All other covariates were defined at baseline, the start of a valid registration with a GP in the study period. Age (18-29, 30-39, 40-49, 50-59, 60-69, 70+) and sex. NHS region (9 regions in England), and index of multiple deprivation (IMD) quintiles were based on the address of each participant. Ethnicity (categorised as white, Black, South Asian, mixed, Other) (40), and those at high-risk of complications from COVID-19 (41) were assessed from primary care records. The presence of fifteen chronic comorbidities identified as increasing the risk of severe COVID-19 disease from previous research (15) were defined using primary care records at baseline and categorised (0, 1, 2+), the full list of comorbidities is available in the Supplementary Methods. Finally, we defined two binary “probable shielding” variables, one for those at “high-risk” of complications from SARS-CoV-2 infection, and one for those at low/moderate-risk. Both shielding variables were based on the presence of the corresponding SNOMED code (41) and are defined as “probable” as they are a proxy for shielding behaviour in those with the code recorded.
Statistical methods
Primary analysis
We estimated the crude rate of long COVID per 100,000 person years and 95% confidence intervals for each level of each stratifier listed (Supplementary Methods). All counts for presentation were rounded to the nearest 5 for and counts lower than 10 were redacted to ensure results are non-disclosive.

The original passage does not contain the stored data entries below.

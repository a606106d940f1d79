use std::mem::size_of;

use crate::fs::{BlockNumber, FsError, Result, BLOCK_SIZE};

use zerocopy::byteorder::{LittleEndian, U32};
use zerocopy::{AsBytes, FromBytes, FromZeroes, Unaligned};

type Le32 = U32<LittleEndian>;

/// Names are stored NUL-terminated in a 28 byte field.
pub const NAME_LEN: usize = 28;
pub const MAX_NAME_LEN: usize = NAME_LEN - 1;
/// Slots in a directory record, including `.` and `..`.
pub const DIR_ENTRIES: usize = 14;
/// Direct data blocks an inode can reference.
pub const INODE_BLOCKS: usize = 119;
/// Payload bytes carried by a single data block.
pub const DATA_CAPACITY: usize = BLOCK_SIZE - size_of::<u32>();

const TAG_FILE: u32 = 0;
const TAG_DIRECTORY: u32 = 1;

const _: () = assert!(size_of::<Directory>() <= BLOCK_SIZE);
const _: () = assert!(size_of::<Inode>() == BLOCK_SIZE);
const _: () = assert!(size_of::<DataBlock>() == BLOCK_SIZE);

#[derive(Debug, Clone, Copy, PartialEq, Eq)]
pub enum Kind {
    File,
    Directory,
}

impl Kind {
    /// Reads the type tag stored at offset 0 of a directory or inode block.
    pub fn from_tag(block: BlockNumber, tag: u32) -> Result<Self> {
        match tag {
            TAG_FILE => Ok(Kind::File),
            TAG_DIRECTORY => Ok(Kind::Directory),
            other => Err(FsError::CorruptImage(format!(
                "block {} carries unknown type tag {}",
                block, other
            ))),
        }
    }
}

/// Encodes a name into its on-disk field.
///
/// # Errors
///
/// Names must be non-empty, at most 27 bytes and free of NUL bytes.
pub fn encode_name(name: &str) -> Result<[u8; NAME_LEN]> {
    if name.is_empty() || name.len() > MAX_NAME_LEN || name.as_bytes().contains(&0) {
        return Err(FsError::InvalidPath(format!("invalid name {:?}", name)));
    }
    let mut field = [0; NAME_LEN];
    field[..name.len()].copy_from_slice(name.as_bytes());
    Ok(field)
}

/// The bytes of a stored name up to its terminator.
pub fn decode_name(field: &[u8; NAME_LEN]) -> &[u8] {
    let end = field.iter().position(|&b| b == 0).unwrap_or(NAME_LEN);
    &field[..end]
}

#[repr(C)]
#[derive(FromZeroes, FromBytes, AsBytes, Unaligned, Clone, Copy, Debug)]
pub struct DirEntry {
    block_id: Le32,
    name: [u8; NAME_LEN],
}

impl DirEntry {
    fn new(block: BlockNumber, name: [u8; NAME_LEN]) -> Self {
        Self {
            block_id: Le32::new(block as u32),
            name,
        }
    }

    pub fn block(&self) -> BlockNumber {
        self.block_id.get() as usize
    }

    pub fn name(&self) -> &[u8] {
        decode_name(&self.name)
    }

    /// A slot is in use when it carries a name. Only the root's `.` and `..`
    /// legitimately point at block 0, every other entry has a nonzero id.
    pub fn is_valid(&self) -> bool {
        self.name[0] != 0
    }

    pub fn is_dot(&self) -> bool {
        matches!(self.name(), b"." | b"..")
    }
}

/// A directory record: a fixed array of entries whose first two slots are
/// always `.` and `..`. `size` counts valid entries, not slots.
#[repr(C)]
#[derive(FromZeroes, FromBytes, AsBytes, Unaligned, Clone, Copy, Debug)]
pub struct Directory {
    kind: Le32,
    name: [u8; NAME_LEN],
    size: Le32,
    entries: [DirEntry; DIR_ENTRIES],
}

impl Directory {
    /// A fresh directory stored at `block` whose parent lives at `parent`.
    pub fn new(name: [u8; NAME_LEN], block: BlockNumber, parent: BlockNumber) -> Self {
        let mut dir = Self::new_zeroed();
        dir.kind = Le32::new(TAG_DIRECTORY);
        dir.name = name;
        dir.entries[0] = DirEntry::new(block, dot(b"."));
        dir.entries[1] = DirEntry::new(parent, dot(b".."));
        dir.size = Le32::new(2);
        dir
    }

    /// The root directory, which is its own parent.
    pub fn root() -> Self {
        Self::new(dot(b"/"), 0, 0)
    }

    pub fn name(&self) -> &[u8] {
        decode_name(&self.name)
    }

    pub fn len(&self) -> usize {
        self.size.get() as usize
    }

    pub fn is_full(&self) -> bool {
        self.len() >= DIR_ENTRIES
    }

    /// True when nothing but `.` and `..` remains.
    pub fn is_empty(&self) -> bool {
        self.len() <= 2
    }

    pub fn self_block(&self) -> BlockNumber {
        self.entries[0].block()
    }

    pub fn parent_block(&self) -> BlockNumber {
        self.entries[1].block()
    }

    /// Valid entries paired with their slot index.
    pub fn entries(&self) -> impl Iterator<Item = (usize, &DirEntry)> {
        self.entries.iter().enumerate().filter(|(_, e)| e.is_valid())
    }

    /// Linear scan for a valid entry called `name`.
    pub fn find(&self, name: &[u8]) -> Option<(usize, &DirEntry)> {
        self.entries().find(|(_, e)| e.name() == name)
    }

    /// Places a new entry in the first free slot and bumps `size`.
    pub fn insert(&mut self, block: BlockNumber, name: [u8; NAME_LEN]) -> Result<usize> {
        if self.is_full() {
            return Err(FsError::DirectoryFull);
        }
        let slot = self
            .entries
            .iter()
            .position(|e| !e.is_valid())
            .ok_or(FsError::DirectoryFull)?;
        self.entries[slot] = DirEntry::new(block, name);
        self.size = Le32::new(self.size.get() + 1);
        Ok(slot)
    }

    /// Points an existing slot at a different block, keeping its name.
    pub fn repoint(&mut self, slot: usize, block: BlockNumber) {
        self.entries[slot].block_id = Le32::new(block as u32);
    }

    /// Zeroes a slot and drops `size` by one.
    pub fn remove(&mut self, slot: usize) {
        debug_assert!(slot >= 2, "`.` and `..` are never removed");
        if self.entries[slot].is_valid() {
            self.entries[slot] = DirEntry::new_zeroed();
            self.size = Le32::new(self.size.get().saturating_sub(1));
        }
    }
}

fn dot(name: &[u8]) -> [u8; NAME_LEN] {
    let mut field = [0; NAME_LEN];
    field[..name.len()].copy_from_slice(name);
    field
}

/// Metadata for a regular file. The data block list is a zero-terminated
/// prefix of `data_blocks`.
#[repr(C)]
#[derive(FromZeroes, FromBytes, AsBytes, Unaligned, Clone, Copy, Debug)]
pub struct Inode {
    kind: Le32,
    name: [u8; NAME_LEN],
    size: Le32,
    data_blocks: [Le32; INODE_BLOCKS],
}

impl Inode {
    /// An empty file with no data blocks.
    pub fn new(name: [u8; NAME_LEN]) -> Self {
        let mut node = Self::new_zeroed();
        node.kind = Le32::new(TAG_FILE);
        node.name = name;
        node
    }

    pub fn name(&self) -> &[u8] {
        decode_name(&self.name)
    }

    /// Declared size of the file in bytes.
    pub fn size(&self) -> usize {
        self.size.get() as usize
    }

    pub fn set_size(&mut self, size: usize) {
        self.size = Le32::new(size as u32);
    }

    /// The data block ids in file order, stopping at the first zero.
    pub fn blocks(&self) -> impl Iterator<Item = BlockNumber> + '_ {
        self.data_blocks
            .iter()
            .map(|b| b.get() as usize)
            .take_while(|&b| b != 0)
    }

    /// Appends a block id to the end of the list.
    pub fn push_block(&mut self, block: BlockNumber) -> Result<()> {
        debug_assert!(block != 0);
        let count = self.blocks().count();
        if count == INODE_BLOCKS {
            return Err(FsError::TooLarge);
        }
        self.data_blocks[count] = Le32::new(block as u32);
        Ok(())
    }
}

/// A size-prefixed chunk of file content.
#[repr(C)]
#[derive(FromZeroes, FromBytes, AsBytes, Unaligned, Clone, Copy)]
pub struct DataBlock {
    size: Le32,
    data: [u8; DATA_CAPACITY],
}

impl DataBlock {
    /// Copies `chunk` into the payload. Chunks larger than the payload
    /// capacity are rejected.
    pub fn fill(&mut self, chunk: &[u8]) -> Result<()> {
        if chunk.len() > DATA_CAPACITY {
            return Err(FsError::TooLarge);
        }
        self.data[..chunk.len()].copy_from_slice(chunk);
        self.size = Le32::new(chunk.len() as u32);
        Ok(())
    }

    /// The declared-size prefix of the payload, clamped to capacity.
    pub fn payload(&self) -> &[u8] {
        &self.data[..self.len().min(DATA_CAPACITY)]
    }

    pub fn len(&self) -> usize {
        self.size.get() as usize
    }
}

#[cfg(test)]
mod tests {
    use super::*;

    fn name(s: &str) -> [u8; NAME_LEN] {
        encode_name(s).unwrap()
    }

    #[test]
    fn records_match_block_layout() {
        assert_eq!(size_of::<DirEntry>(), 32);
        assert_eq!(size_of::<Directory>(), 484);
        assert_eq!(size_of::<Inode>(), 512);
        assert_eq!(DATA_CAPACITY, 508);
    }

    #[test]
    fn new_directory_links_self_and_parent() {
        let dir = Directory::new(name("docs"), 7, 3);
        assert_eq!(dir.len(), 2);
        assert_eq!(dir.self_block(), 7);
        assert_eq!(dir.parent_block(), 3);
        assert_eq!(dir.find(b".").map(|(_, e)| e.block()), Some(7));
        assert_eq!(dir.find(b"..").map(|(_, e)| e.block()), Some(3));
        assert!(dir.is_empty());
    }

    #[test]
    fn directory_fills_up_at_fourteen_entries() {
        let mut dir = Directory::root();
        for i in 0..12 {
            dir.insert(10 + i, name(&format!("f{}", i))).unwrap();
        }
        assert!(dir.is_full());
        match dir.insert(99, name("overflow")) {
            Err(FsError::DirectoryFull) => (),
            other => panic!("unexpected result {:?}", other),
        }
        assert_eq!(dir.entries().count(), DIR_ENTRIES);
    }

    #[test]
    fn removed_slot_is_reused() {
        let mut dir = Directory::root();
        let a = dir.insert(5, name("a")).unwrap();
        dir.insert(6, name("b")).unwrap();
        dir.remove(a);
        assert_eq!(dir.len(), 3);
        assert!(dir.find(b"a").is_none());

        let c = dir.insert(7, name("c")).unwrap();
        assert_eq!(c, a);
        assert_eq!(dir.len(), 4);
    }

    #[test]
    fn inode_block_list_stops_at_terminator() {
        let mut node = Inode::new(name("notes"));
        node.push_block(4).unwrap();
        node.push_block(9).unwrap();
        assert_eq!(node.blocks().collect::<Vec<_>>(), vec![4, 9]);
    }

    #[test]
    fn inode_rejects_block_past_capacity() {
        let mut node = Inode::new(name("big"));
        for b in 0..INODE_BLOCKS {
            node.push_block(b + 2).unwrap();
        }
        assert_eq!(node.blocks().count(), INODE_BLOCKS);
        assert!(matches!(node.push_block(500), Err(FsError::TooLarge)));
    }

    #[test]
    fn names_are_validated() {
        assert!(encode_name("").is_err());
        assert!(encode_name(&"x".repeat(MAX_NAME_LEN)).is_ok());
        assert!(encode_name(&"x".repeat(MAX_NAME_LEN + 1)).is_err());
        assert!(encode_name("a\0b").is_err());
        assert_eq!(decode_name(&name("hello")), b"hello");
    }

    #[test]
    fn data_block_payload_tracks_size() {
        let mut block = DataBlock::new_zeroed();
        block.fill(b"abc").unwrap();
        assert_eq!(block.payload(), b"abc");
        assert!(block.fill(&[0; DATA_CAPACITY + 1]).is_err());
    }
}
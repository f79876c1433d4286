// 该文件是 Moying （膜影） 项目的一部分。
// src/unmold.rs - 检测结果逆变换
//
// 本文件根据 Apache 许可证第 2.0 版（以下简称“许可证”）授权使用；
// 除非遵守该许可证条款，否则您不得使用本文件。
// 您可通过以下网址获取许可证副本：
// http://www.apache.org/licenses/LICENSE-2.0
// 除非适用法律要求或书面同意，根据本许可协议分发的软件均按“原样”提供，
// 不附带任何形式的明示或暗示的保证或条件。
// 有关许可权限与限制的具体条款，请参阅本许可协议。
//
// Copyright (C) 2026 Johann Li <me@qinka.pro>, Wareless Group

use image::GrayImage;
use ndarray::{ArrayView2, ArrayView4, s};
use tracing::debug;

use crate::{error::MoldError, mask::unmold_mask, resize::Window};

/// 检测缓冲的列数，列序固定为 (y1, x1, y2, x2, class_id, score)。
pub const DETECTION_COLUMNS: usize = 6;

/// “无检测”哨兵的类别号。
///
/// 硬性约定：训练出的模型把类别 0 保留为背景，定容检测缓冲中有效行是
/// 连续前缀，首个类别 0 的行之后全部忽略。若某个模型需要把 0 用作真实
/// 前景类别，本扫描无法区分，只会静默截断——那样的模型需要另一套输出
/// 约定，而不是这里的开关。
pub const SENTINEL_CLASS_ID: f32 = 0.0;

/// 逆变换后的最终检测集，四个序列按同一顺序逐项对齐。
///
/// 零检测时四个序列都是空容器，仍然是合法取值。
#[derive(Debug, Clone, Default)]
pub struct UnmoldedDetections {
  /// 原图像素坐标系下的整数框 (y1, x1, y2, x2)。
  pub boxes: Vec<[i32; 4]>,
  pub class_ids: Vec<u32>,
  pub scores: Vec<f32>,
  /// 原图分辨率的二值掩码，每个检测一张。
  pub masks: Vec<GrayImage>,
}

impl UnmoldedDetections {
  pub fn empty() -> Self {
    Self::default()
  }

  pub fn len(&self) -> usize {
    self.class_ids.len()
  }

  pub fn is_empty(&self) -> bool {
    self.class_ids.is_empty()
  }
}

/// 把网络对单张图像的原始输出逆变换回原图坐标空间。
///
/// `detections` 是 `(capacity, 6)` 的定容缓冲，`raw_masks` 是
/// `(capacity, maskH, maskW, numClasses)` 的逐类概率掩码，`window` 必须是
/// 塑模该图像时 [`crate::resize::resize_image`] 产出的那一个。
///
/// 流程：哨兵扫描取有效前缀、按检测自身类别取掩码平面、坐标逆变换回
/// 原图空间、丢弃零面积框、对幸存检测逐个栅格化掩码。
pub fn unmold_detections(
  detections: ArrayView2<f32>,
  raw_masks: ArrayView4<f32>,
  original_shape: (u32, u32),
  window: &Window,
) -> Result<UnmoldedDetections, MoldError> {
  if detections.ncols() != DETECTION_COLUMNS {
    return Err(MoldError::shape(format!(
      "检测缓冲应为 {} 列, 实际 {} 列",
      DETECTION_COLUMNS,
      detections.ncols()
    )));
  }
  let capacity = detections.nrows();
  if raw_masks.shape()[0] != capacity {
    return Err(MoldError::shape(format!(
      "掩码缓冲容量 {} 与检测缓冲容量 {} 不一致",
      raw_masks.shape()[0],
      capacity
    )));
  }

  let (original_height, original_width) = original_shape;
  if original_height == 0 || original_width == 0 {
    return Err(MoldError::invalid(format!(
      "原图尺寸非正: {}x{}",
      original_height, original_width
    )));
  }
  if window.y2 <= window.y1 || window.x2 <= window.x1 {
    return Err(MoldError::invalid(format!("窗口退化: {:?}", window)));
  }

  // 有效检测是连续前缀，取首个哨兵行之前的行数
  let valid = detections
    .column(4)
    .iter()
    .position(|&class_id| class_id == SENTINEL_CLASS_ID)
    .unwrap_or(capacity);
  debug!("检测缓冲容量 {}, 有效检测 {}", capacity, valid);

  // 由窗口恢复各向同性缩放：两个比值只因取整而不同，取小者
  let h_scale = original_height as f32 / window.height() as f32;
  let w_scale = original_width as f32 / window.width() as f32;
  let scale = h_scale.min(w_scale);
  let shift = [
    window.y1 as f32,
    window.x1 as f32,
    window.y1 as f32,
    window.x1 as f32,
  ];

  let num_mask_classes = raw_masks.shape()[3];
  let mut result = UnmoldedDetections::empty();

  for index in 0..valid {
    let row = detections.row(index);
    let class_id = row[4];
    if class_id < 0.0 {
      return Err(MoldError::out_of_range(
        index,
        format!("类别号为负: {}", class_id),
      ));
    }
    let class_id = class_id as u32;
    if class_id as usize >= num_mask_classes {
      return Err(MoldError::out_of_range(
        index,
        format!("类别号 {} 超出掩码类别数 {}", class_id, num_mask_classes),
      ));
    }

    let mut bbox = [0i32; 4];
    for (k, slot) in bbox.iter_mut().enumerate() {
      *slot = ((row[k] - shift[k]) * scale).round() as i32;
    }

    // 零面积框直接丢弃，常见于训练早期权重还较随机时
    if (bbox[2] - bbox[0]) * (bbox[3] - bbox[1]) <= 0 {
      debug!("检测 {} 逆变换后零面积, 丢弃: {:?}", index, bbox);
      continue;
    }

    let mask = raw_masks.slice(s![index, .., .., class_id as usize]);
    let full_mask = unmold_mask(mask, bbox, original_shape)?;

    result.boxes.push(bbox);
    result.class_ids.push(class_id);
    result.scores.push(row[5]);
    result.masks.push(full_mask);
  }

  debug!("逆变换完成, 留存检测 {}", result.len());
  Ok(result)
}

#[cfg(test)]
mod tests {
  use super::*;
  use ndarray::{Array2, Array4};

  fn detections_from(rows: &[[f32; 6]]) -> Array2<f32> {
    let flat: Vec<f32> = rows.iter().flatten().copied().collect();
    Array2::from_shape_vec((rows.len(), 6), flat).unwrap()
  }

  fn ones_masks(capacity: usize, num_classes: usize) -> Array4<f32> {
    Array4::from_elem((capacity, 4, 4, num_classes), 1.0)
  }

  const FULL_WINDOW: Window = Window {
    y1: 0,
    x1: 0,
    y2: 100,
    x2: 100,
  };

  #[test]
  fn sentinel_cuts_at_first_zero_class() {
    let detections = detections_from(&[
      [10.0, 10.0, 20.0, 20.0, 1.0, 0.9],
      [30.0, 30.0, 40.0, 40.0, 2.0, 0.8],
      [0.0, 0.0, 0.0, 0.0, 0.0, 0.0],
      // 哨兵之后的非零行按约定忽略
      [50.0, 50.0, 60.0, 60.0, 3.0, 0.7],
    ]);
    let masks = ones_masks(4, 4);

    let out = unmold_detections(detections.view(), masks.view(), (100, 100), &FULL_WINDOW).unwrap();
    assert_eq!(out.len(), 2);
    assert_eq!(out.class_ids, vec![1, 2]);
  }

  #[test]
  fn full_buffer_without_sentinel() {
    let detections = detections_from(&[
      [10.0, 10.0, 20.0, 20.0, 1.0, 0.9],
      [30.0, 30.0, 40.0, 40.0, 2.0, 0.8],
    ]);
    let masks = ones_masks(2, 4);

    let out = unmold_detections(detections.view(), masks.view(), (100, 100), &FULL_WINDOW).unwrap();
    assert_eq!(out.len(), 2);
  }

  #[test]
  fn degenerate_boxes_drop_from_all_outputs() {
    let detections = detections_from(&[
      [10.0, 10.0, 20.0, 20.0, 1.0, 0.9],
      [30.0, 30.0, 30.0, 40.0, 2.0, 0.8], // 高度为零
      [50.0, 50.0, 60.0, 60.0, 3.0, 0.7],
    ]);
    let masks = ones_masks(3, 4);

    let out = unmold_detections(detections.view(), masks.view(), (100, 100), &FULL_WINDOW).unwrap();
    assert_eq!(out.len(), 2);
    assert_eq!(out.class_ids, vec![1, 3]);
    assert_eq!(out.scores, vec![0.9, 0.7]);
    assert_eq!(out.boxes.len(), 2);
    assert_eq!(out.masks.len(), 2);
  }

  #[test]
  fn zero_survivors_yield_well_formed_empties() {
    let detections = detections_from(&[[0.0, 0.0, 0.0, 0.0, 0.0, 0.0]]);
    let masks = ones_masks(1, 4);

    let out = unmold_detections(detections.view(), masks.view(), (100, 100), &FULL_WINDOW).unwrap();
    assert!(out.is_empty());
    assert!(out.boxes.is_empty());
    assert!(out.class_ids.is_empty());
    assert!(out.scores.is_empty());
    assert!(out.masks.is_empty());
  }

  #[test]
  fn inverse_transform_round_trips_within_one_pixel() {
    // 600x800 图像在 min=800, max=1024 填充下: scale = 1.28, 窗口 (128, 0, 896, 1024)
    let window = Window {
      y1: 128,
      x1: 0,
      y2: 896,
      x2: 1024,
    };
    let original = [100.0f32, 200.0, 300.0, 400.0];
    let forward_scale = 1.28f32;
    let shift = [128.0f32, 0.0, 128.0, 0.0];
    let molded: Vec<f32> = original
      .iter()
      .zip(shift)
      .map(|(&v, s)| v * forward_scale + s)
      .collect();

    let detections = detections_from(&[[molded[0], molded[1], molded[2], molded[3], 1.0, 0.99]]);
    let masks = ones_masks(1, 2);

    let out = unmold_detections(detections.view(), masks.view(), (600, 800), &window).unwrap();
    assert_eq!(out.len(), 1);
    for (recovered, expected) in out.boxes[0].iter().zip(original) {
      assert!((recovered - expected as i32).abs() <= 1);
    }
  }

  #[test]
  fn gathers_each_detection_own_class_plane() {
    // 只有「检测自己的类别」对应的平面有值，取错平面会得到全零掩码
    let detections = detections_from(&[
      [0.0, 0.0, 2.0, 2.0, 1.0, 0.9],
      [2.0, 2.0, 4.0, 4.0, 2.0, 0.8],
    ]);
    let mut masks = Array4::<f32>::zeros((2, 4, 4, 3));
    masks.slice_mut(s![0, .., .., 1]).fill(1.0);
    masks.slice_mut(s![1, .., .., 2]).fill(1.0);

    let window = Window {
      y1: 0,
      x1: 0,
      y2: 4,
      x2: 4,
    };
    let out = unmold_detections(detections.view(), masks.view(), (4, 4), &window).unwrap();
    assert_eq!(out.len(), 2);
    assert_eq!(out.masks[0].get_pixel(0, 0)[0], 255);
    assert_eq!(out.masks[0].get_pixel(3, 3)[0], 0);
    assert_eq!(out.masks[1].get_pixel(3, 3)[0], 255);
    assert_eq!(out.masks[1].get_pixel(0, 0)[0], 0);
  }

  #[test]
  fn class_id_beyond_mask_planes_is_out_of_range() {
    let detections = detections_from(&[[10.0, 10.0, 20.0, 20.0, 7.0, 0.9]]);
    let masks = ones_masks(1, 4);

    let err =
      unmold_detections(detections.view(), masks.view(), (100, 100), &FULL_WINDOW).unwrap_err();
    assert!(matches!(err, MoldError::OutOfRange { index: 0, .. }));
  }

  #[test]
  fn mismatched_buffers_are_rejected() {
    let bad_columns = Array2::<f32>::zeros((3, 5));
    let masks = ones_masks(3, 4);
    assert!(matches!(
      unmold_detections(bad_columns.view(), masks.view(), (100, 100), &FULL_WINDOW),
      Err(MoldError::ShapeMismatch(_))
    ));

    let detections = detections_from(&[[10.0, 10.0, 20.0, 20.0, 1.0, 0.9]]);
    let short_masks = ones_masks(3, 4);
    assert!(matches!(
      unmold_detections(detections.view(), short_masks.view(), (100, 100), &FULL_WINDOW),
      Err(MoldError::ShapeMismatch(_))
    ));
  }

  #[test]
  fn degenerate_window_is_invalid() {
    let detections = detections_from(&[[10.0, 10.0, 20.0, 20.0, 1.0, 0.9]]);
    let masks = ones_masks(1, 4);
    let window = Window {
      y1: 10,
      x1: 0,
      y2: 10,
      x2: 100,
    };
    assert!(matches!(
      unmold_detections(detections.view(), masks.view(), (100, 100), &window),
      Err(MoldError::InvalidInput(_))
    ));
  }
}
// 该文件是 Moying （膜影） 项目的一部分。
// src/frame.rs - 通道顺序与平面缓冲转换
//
// 本文件根据 Apache 许可证第 2.0 版（以下简称“许可证”）授权使用；
// 除非遵守该许可证条款，否则您不得使用本文件。
// 您可通过以下网址获取许可证副本：
// http://www.apache.org/licenses/LICENSE-2.0
// 除非适用法律要求或书面同意，根据本许可协议分发的软件均按“原样”提供，
// 不附带任何形式的明示或暗示的保证或条件。
// 有关许可权限与限制的具体条款，请参阅本许可协议。
//
// Copyright (C) 2026 Johann Li <me@qinka.pro>, Wareless Group

use image::RgbImage;
use ndarray::{Array3, ArrayView3, Axis};

use crate::error::MoldError;

const RGB_CHANNELS: usize = 3;

/// 三通道的平面顺序。
///
/// 模型输入的平面顺序由训练权重固定，错配不会报错而是静默产出错误结果，
/// 因此该值只能显式配置，并由测试对平面内容做校验。
#[derive(Debug, Clone, Copy, PartialEq, Eq)]
pub enum ChannelOrder {
  Rgb,
  Bgr,
}

impl ChannelOrder {
  /// 由 `source` 顺序换到本顺序的排列：目标平面 `p` 取源通道 `perm[p]`。
  pub fn permutation_from(&self, source: ChannelOrder) -> [usize; RGB_CHANNELS] {
    if *self == source {
      [0, 1, 2]
    } else {
      [2, 1, 0]
    }
  }
}

/// 把 RGB 交错图像转为 `(H, W, 3)` 的 f32 数组，通道顺序保持 RGB。
pub fn rgb_to_hwc_f32(image: &RgbImage) -> Result<Array3<f32>, MoldError> {
  let (w, h) = image.dimensions();
  if w == 0 || h == 0 {
    return Err(MoldError::invalid(format!("图像尺寸非正: {}x{}", h, w)));
  }

  let data = image.as_raw().iter().map(|&v| v as f32).collect();
  Array3::from_shape_vec((h as usize, w as usize, RGB_CHANNELS), data)
    .map_err(|e| MoldError::shape(format!("交错缓冲与 {}x{}x3 不符: {}", h, w, e)))
}

/// 把交错 `(H, W, 3)` 缓冲按给定排列重排为平面 `(3, H, W)` 缓冲。
///
/// 目标平面 `p` 复制源通道 `order[p]`。`order` 必须是 `0..3` 的一个排列。
pub fn reorder_interleaved_to_planar(
  hwc: ArrayView3<f32>,
  order: [usize; RGB_CHANNELS],
) -> Result<Array3<f32>, MoldError> {
  let (h, w, c) = hwc.dim();
  if c != RGB_CHANNELS {
    return Err(MoldError::shape(format!("期望 3 通道, 实际 {}", c)));
  }

  let mut seen = [false; RGB_CHANNELS];
  for &channel in &order {
    if channel >= RGB_CHANNELS || seen[channel] {
      return Err(MoldError::invalid(format!("非法通道排列: {:?}", order)));
    }
    seen[channel] = true;
  }

  let mut planar = Array3::zeros((RGB_CHANNELS, h, w));
  for (plane, &channel) in order.iter().enumerate() {
    planar
      .index_axis_mut(Axis(0), plane)
      .assign(&hwc.index_axis(Axis(2), channel));
  }
  Ok(planar)
}
// 该文件是 Moying （膜影） 项目的一部分。
// src/lib.rs - 库主文件
//
// 本文件根据 Apache 许可证第 2.0 版（以下简称“许可证”）授权使用；
// 除非遵守该许可证条款，否则您不得使用本文件。
// 您可通过以下网址获取许可证副本：
// http://www.apache.org/licenses/LICENSE-2.0
// 除非适用法律要求或书面同意，根据本许可协议分发的软件均按“原样”提供，
// 不附带任何形式的明示或暗示的保证或条件。
// 有关许可权限与限制的具体条款，请参阅本许可协议。
//
// Copyright (C) 2026 Johann Li <me@qinka.pro>, Wareless Group

pub mod config;
pub mod device;
pub mod error;
pub mod frame;
pub mod mask;
pub mod mold;
pub mod resize;
pub mod unmold;

pub use config::MoldConfig;
pub use error::MoldError;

To compare rates between levels of each stratifier while partially adjusting for confounding, we developed negative binomial models for age category, sex and vaccination. All models were adjusted for age, sex, NHS region and dominant SARS-CoV-2 variant period (wildtype/alpha, 1 November 2020 - 16 May 2021; Delta, 16 May 2021 - 1 December 2021; Omicron, 1 December 2021 - 31 Jan 2023 (42)) to estimate rate ratios.
Secondary analyses
We presented the incidence of long COVID recording by specific SNOMED codes and compared these to national recording of SARS-CoV-2 dynamics. We also described the reported SARS-CoV-2 history of people with EHR records of long COVID in a Sankey diagram, from SARS-CoV-2 test status, to COVID-19 hospitalisation to EHR recorded long COVID. We then compared the characteristics of those with and without a recorded SARS-CoV-2 positive test before their record of long COVID.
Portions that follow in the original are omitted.